How does the data below read from its first line through the line containing "pub fn with_sort(mut"? Print those lines exactly.
__________________________________________________
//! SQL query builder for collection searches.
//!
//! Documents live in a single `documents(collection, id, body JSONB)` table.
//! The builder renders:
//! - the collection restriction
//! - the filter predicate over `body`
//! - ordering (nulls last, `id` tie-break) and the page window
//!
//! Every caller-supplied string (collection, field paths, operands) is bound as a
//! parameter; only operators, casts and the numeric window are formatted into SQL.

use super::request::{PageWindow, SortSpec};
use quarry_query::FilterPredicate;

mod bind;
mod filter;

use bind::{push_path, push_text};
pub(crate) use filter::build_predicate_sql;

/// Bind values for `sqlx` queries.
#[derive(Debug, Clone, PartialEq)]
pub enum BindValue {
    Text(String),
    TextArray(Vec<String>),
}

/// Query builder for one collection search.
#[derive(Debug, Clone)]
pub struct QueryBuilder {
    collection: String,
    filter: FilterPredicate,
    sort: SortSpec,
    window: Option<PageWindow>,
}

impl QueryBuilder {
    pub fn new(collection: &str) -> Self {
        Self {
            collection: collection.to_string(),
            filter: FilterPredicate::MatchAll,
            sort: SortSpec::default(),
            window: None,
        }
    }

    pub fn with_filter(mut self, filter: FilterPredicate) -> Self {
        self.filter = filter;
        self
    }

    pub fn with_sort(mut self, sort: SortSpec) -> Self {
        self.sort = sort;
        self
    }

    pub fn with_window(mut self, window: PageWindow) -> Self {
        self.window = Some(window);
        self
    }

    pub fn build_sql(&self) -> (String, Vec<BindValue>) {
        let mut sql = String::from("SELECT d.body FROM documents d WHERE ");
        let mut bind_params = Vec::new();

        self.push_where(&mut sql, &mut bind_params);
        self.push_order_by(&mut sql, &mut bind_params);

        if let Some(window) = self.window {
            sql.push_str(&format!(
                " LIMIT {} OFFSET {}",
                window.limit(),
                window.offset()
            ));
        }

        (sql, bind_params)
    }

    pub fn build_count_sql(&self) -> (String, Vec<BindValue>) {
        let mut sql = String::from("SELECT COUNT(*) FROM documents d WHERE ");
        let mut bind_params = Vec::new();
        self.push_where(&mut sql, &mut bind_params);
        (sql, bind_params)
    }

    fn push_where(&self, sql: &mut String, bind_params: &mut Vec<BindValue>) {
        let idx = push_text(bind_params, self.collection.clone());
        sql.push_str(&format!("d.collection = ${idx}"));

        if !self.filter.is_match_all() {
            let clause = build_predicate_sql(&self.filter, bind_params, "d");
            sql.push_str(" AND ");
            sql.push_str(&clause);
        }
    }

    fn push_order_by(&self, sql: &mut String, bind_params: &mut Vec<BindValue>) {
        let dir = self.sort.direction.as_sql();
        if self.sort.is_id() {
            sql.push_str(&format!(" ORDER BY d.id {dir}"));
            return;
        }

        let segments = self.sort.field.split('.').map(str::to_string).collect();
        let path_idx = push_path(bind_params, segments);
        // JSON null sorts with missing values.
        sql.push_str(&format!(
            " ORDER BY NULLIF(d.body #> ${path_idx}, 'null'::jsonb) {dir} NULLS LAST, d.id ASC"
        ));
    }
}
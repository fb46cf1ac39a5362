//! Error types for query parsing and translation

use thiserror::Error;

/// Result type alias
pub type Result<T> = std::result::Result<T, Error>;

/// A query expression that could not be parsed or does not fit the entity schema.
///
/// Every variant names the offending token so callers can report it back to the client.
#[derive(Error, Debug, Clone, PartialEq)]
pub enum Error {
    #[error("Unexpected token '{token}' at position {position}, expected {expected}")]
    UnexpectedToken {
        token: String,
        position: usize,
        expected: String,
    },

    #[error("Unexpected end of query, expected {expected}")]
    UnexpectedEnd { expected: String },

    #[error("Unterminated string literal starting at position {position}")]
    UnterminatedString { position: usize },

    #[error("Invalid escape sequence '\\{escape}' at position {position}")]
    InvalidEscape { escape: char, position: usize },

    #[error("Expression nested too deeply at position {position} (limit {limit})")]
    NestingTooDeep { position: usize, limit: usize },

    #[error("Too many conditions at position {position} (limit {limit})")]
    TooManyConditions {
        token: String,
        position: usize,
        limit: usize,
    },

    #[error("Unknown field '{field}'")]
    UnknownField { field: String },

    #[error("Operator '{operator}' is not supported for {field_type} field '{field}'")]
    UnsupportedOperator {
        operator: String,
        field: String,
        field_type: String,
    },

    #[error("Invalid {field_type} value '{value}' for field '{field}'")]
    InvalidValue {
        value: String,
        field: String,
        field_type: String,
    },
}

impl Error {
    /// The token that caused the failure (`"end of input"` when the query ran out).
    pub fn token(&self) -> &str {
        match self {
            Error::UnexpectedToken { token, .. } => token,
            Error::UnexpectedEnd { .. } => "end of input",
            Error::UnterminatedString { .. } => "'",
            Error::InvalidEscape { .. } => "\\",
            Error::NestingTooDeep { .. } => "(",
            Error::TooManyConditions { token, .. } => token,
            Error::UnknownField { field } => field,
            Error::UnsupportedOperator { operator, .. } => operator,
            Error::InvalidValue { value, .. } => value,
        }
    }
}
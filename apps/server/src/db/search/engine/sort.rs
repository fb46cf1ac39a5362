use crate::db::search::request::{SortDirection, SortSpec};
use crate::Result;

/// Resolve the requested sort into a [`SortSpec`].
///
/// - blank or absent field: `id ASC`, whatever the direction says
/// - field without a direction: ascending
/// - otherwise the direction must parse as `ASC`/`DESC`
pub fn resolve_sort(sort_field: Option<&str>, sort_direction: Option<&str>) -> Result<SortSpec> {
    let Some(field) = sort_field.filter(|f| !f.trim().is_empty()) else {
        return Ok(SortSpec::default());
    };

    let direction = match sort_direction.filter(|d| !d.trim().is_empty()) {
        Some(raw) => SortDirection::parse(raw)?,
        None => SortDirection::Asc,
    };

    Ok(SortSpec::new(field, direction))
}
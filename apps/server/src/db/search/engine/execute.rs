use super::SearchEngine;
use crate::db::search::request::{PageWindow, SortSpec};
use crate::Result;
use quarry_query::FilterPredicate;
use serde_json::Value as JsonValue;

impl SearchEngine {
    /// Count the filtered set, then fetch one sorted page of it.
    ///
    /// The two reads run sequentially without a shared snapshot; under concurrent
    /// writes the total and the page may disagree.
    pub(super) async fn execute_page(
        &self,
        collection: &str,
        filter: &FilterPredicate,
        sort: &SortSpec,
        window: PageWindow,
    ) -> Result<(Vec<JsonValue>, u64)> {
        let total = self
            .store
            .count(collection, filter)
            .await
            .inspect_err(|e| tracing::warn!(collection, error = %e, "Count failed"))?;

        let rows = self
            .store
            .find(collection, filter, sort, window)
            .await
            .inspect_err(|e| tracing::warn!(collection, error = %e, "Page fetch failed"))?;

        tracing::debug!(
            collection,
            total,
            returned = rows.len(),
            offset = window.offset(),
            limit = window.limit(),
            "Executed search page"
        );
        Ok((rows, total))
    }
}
__________________________________________________
_Your response_
//! SQL query builder for collection searches.
//!
//! Documents live in a single `documents(collection, id, body JSONB)` table.
//! The builder renders:
//! - the collection restriction
//! - the filter predicate over `body`
//! - ordering (nulls last, `id` tie-break) and the page window
//!
//! Every caller-supplied string (collection, field paths, operands) is bound as a
//! parameter; only operators, casts and the numeric window are formatted into SQL.

use super::request::{PageWindow, SortSpec};
use quarry_query::FilterPredicate;

mod bind;
mod filter;

use bind::{push_path, push_text};
pub(crate) use filter::build_predicate_sql;

/// Bind values for `sqlx` queries.
#[derive(Debug, Clone, PartialEq)]
pub enum BindValue {
    Text(String),
    TextArray(Vec<String>),
}

/// Query builder for one collection search.
#[derive(Debug, Clone)]
pub struct QueryBuilder {
    collection: String,
    filter: FilterPredicate,
    sort: SortSpec,
    window: Option<PageWindow>,
}

impl QueryBuilder {
    pub fn new(collection: &str) -> Self {
        Self {
            collection: collection.to_string(),
            filter: FilterPredicate::MatchAll,
            sort: SortSpec::default(),
            window: None,
        }
    }

    pub fn with_filter(mut self, filter: FilterPredicate) -> Self {
        self.filter = filter;
        self
    }

    pub fn with_sort(mut self, sort: SortSpec) -> Self {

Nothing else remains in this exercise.